- WHAT TO DO:
Check every line of the data below for "format". Copy each one that has it.

======== SOURCE DATA ========

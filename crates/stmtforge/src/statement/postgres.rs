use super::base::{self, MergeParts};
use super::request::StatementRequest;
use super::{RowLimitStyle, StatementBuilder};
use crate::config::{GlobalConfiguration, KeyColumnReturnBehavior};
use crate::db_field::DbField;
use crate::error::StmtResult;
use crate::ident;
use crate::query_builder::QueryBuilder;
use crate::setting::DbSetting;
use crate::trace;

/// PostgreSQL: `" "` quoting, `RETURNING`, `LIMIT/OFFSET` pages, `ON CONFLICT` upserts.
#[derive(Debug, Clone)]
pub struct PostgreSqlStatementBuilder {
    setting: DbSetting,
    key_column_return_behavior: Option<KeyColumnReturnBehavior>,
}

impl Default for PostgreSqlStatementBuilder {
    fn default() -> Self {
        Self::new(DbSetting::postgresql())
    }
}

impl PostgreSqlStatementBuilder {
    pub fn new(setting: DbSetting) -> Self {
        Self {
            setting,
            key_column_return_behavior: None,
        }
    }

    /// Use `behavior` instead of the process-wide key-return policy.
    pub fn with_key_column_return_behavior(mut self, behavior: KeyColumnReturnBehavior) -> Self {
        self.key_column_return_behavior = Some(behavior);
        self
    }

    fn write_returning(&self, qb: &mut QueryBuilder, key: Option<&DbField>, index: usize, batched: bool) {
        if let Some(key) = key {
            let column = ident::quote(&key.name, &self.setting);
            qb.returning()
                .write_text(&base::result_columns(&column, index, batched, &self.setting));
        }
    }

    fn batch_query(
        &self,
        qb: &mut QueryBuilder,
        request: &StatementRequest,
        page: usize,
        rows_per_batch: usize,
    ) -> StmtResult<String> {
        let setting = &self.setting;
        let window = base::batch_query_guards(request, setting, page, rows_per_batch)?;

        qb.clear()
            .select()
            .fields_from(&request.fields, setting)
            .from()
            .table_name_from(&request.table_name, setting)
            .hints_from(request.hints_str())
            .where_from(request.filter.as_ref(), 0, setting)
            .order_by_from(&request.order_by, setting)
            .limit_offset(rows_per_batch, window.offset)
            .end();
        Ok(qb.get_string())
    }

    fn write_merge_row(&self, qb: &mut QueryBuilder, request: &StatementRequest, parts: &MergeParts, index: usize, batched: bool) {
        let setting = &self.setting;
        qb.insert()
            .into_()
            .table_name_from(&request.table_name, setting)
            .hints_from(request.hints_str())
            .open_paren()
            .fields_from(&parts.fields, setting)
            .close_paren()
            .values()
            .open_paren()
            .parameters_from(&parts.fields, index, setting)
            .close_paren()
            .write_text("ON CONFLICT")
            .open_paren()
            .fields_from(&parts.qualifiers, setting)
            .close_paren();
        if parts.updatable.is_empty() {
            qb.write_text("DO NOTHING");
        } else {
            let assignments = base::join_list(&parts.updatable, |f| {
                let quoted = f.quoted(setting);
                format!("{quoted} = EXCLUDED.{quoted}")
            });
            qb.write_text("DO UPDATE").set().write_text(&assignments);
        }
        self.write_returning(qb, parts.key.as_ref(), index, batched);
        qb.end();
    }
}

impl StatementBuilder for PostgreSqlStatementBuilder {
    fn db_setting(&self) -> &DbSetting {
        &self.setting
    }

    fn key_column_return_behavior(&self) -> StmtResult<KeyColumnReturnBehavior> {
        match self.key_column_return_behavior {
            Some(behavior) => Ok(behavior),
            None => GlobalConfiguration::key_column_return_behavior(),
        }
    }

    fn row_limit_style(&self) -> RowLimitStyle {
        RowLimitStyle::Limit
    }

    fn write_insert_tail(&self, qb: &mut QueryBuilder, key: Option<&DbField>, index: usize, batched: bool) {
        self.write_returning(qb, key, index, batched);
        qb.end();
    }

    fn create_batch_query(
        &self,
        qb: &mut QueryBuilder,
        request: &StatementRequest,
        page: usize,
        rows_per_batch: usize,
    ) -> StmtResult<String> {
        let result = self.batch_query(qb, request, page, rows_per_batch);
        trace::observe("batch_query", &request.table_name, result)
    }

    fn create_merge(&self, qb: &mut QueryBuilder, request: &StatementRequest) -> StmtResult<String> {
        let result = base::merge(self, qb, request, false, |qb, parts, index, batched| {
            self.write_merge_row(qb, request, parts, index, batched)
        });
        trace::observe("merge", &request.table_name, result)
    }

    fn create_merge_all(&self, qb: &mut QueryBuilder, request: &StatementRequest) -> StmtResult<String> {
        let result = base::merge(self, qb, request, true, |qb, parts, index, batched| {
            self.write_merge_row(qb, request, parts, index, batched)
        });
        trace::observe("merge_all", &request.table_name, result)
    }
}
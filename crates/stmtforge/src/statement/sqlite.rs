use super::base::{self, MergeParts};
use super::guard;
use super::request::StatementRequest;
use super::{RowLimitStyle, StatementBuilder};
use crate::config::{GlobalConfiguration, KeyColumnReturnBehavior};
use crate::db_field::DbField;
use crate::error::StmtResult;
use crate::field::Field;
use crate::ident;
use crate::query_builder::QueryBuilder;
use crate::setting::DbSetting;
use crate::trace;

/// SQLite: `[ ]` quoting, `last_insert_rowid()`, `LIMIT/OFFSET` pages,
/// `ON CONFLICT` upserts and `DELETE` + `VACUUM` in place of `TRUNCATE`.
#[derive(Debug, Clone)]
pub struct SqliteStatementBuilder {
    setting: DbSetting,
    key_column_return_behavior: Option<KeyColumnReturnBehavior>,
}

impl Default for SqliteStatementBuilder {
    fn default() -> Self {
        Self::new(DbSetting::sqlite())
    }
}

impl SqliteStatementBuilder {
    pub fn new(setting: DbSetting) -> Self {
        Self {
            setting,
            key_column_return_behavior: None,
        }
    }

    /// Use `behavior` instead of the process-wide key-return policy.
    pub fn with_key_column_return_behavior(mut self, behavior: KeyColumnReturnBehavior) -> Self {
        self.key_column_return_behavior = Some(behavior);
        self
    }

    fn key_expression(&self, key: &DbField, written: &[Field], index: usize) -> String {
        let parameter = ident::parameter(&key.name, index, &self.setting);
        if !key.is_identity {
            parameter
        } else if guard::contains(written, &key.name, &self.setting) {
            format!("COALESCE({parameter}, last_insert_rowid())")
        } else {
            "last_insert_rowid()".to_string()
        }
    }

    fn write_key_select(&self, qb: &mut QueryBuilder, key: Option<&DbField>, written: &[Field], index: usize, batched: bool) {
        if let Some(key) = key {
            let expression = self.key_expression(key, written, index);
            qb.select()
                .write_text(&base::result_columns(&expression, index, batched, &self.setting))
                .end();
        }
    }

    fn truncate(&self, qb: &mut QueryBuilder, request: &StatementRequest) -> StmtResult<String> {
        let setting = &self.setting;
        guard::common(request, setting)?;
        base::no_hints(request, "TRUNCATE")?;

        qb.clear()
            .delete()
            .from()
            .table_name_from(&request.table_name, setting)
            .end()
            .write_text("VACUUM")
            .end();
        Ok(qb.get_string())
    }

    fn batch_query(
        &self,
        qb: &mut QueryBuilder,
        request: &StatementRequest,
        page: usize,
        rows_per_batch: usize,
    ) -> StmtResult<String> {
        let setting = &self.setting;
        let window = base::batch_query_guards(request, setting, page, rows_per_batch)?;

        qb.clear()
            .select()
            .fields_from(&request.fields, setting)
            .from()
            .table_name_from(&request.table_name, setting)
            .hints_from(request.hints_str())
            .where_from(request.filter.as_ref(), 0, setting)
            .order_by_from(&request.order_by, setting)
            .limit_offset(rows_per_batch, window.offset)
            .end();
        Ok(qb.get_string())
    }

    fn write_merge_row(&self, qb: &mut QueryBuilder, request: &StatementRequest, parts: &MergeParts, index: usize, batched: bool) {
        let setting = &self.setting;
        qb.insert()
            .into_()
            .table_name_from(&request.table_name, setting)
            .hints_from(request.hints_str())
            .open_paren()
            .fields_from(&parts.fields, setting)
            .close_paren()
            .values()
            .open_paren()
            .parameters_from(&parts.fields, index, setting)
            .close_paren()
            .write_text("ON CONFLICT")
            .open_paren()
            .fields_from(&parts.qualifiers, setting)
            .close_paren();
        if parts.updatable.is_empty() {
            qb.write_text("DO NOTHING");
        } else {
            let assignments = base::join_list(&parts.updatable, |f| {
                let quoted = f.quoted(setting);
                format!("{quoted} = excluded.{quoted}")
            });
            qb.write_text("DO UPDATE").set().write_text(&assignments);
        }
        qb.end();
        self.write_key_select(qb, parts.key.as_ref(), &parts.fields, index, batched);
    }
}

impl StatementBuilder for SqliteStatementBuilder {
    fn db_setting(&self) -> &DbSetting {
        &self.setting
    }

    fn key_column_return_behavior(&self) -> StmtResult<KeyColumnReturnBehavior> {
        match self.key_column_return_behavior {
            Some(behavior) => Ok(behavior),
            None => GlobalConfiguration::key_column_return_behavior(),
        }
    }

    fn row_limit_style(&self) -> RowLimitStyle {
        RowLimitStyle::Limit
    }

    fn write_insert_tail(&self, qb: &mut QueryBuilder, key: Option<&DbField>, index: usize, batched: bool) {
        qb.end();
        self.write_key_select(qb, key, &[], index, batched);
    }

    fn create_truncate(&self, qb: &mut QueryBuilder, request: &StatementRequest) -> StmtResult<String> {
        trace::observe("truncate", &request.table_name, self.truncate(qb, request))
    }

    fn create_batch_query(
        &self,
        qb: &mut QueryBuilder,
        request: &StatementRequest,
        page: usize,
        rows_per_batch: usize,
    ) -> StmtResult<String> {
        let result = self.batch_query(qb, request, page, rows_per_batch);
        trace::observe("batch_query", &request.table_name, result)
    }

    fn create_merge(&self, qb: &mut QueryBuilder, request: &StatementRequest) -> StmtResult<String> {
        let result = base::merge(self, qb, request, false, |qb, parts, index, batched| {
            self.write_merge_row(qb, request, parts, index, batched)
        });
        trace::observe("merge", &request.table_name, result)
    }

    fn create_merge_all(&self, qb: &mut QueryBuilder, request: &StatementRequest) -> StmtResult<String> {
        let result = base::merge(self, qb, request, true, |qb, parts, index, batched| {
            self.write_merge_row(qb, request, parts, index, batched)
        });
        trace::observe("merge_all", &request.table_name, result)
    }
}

========

- TASK RESULT:
                format!("{quoted} = EXCLUDED.{quoted}")
            format!("COALESCE({parameter}, last_insert_rowid())")
                format!("{quoted} = excluded.{quoted}")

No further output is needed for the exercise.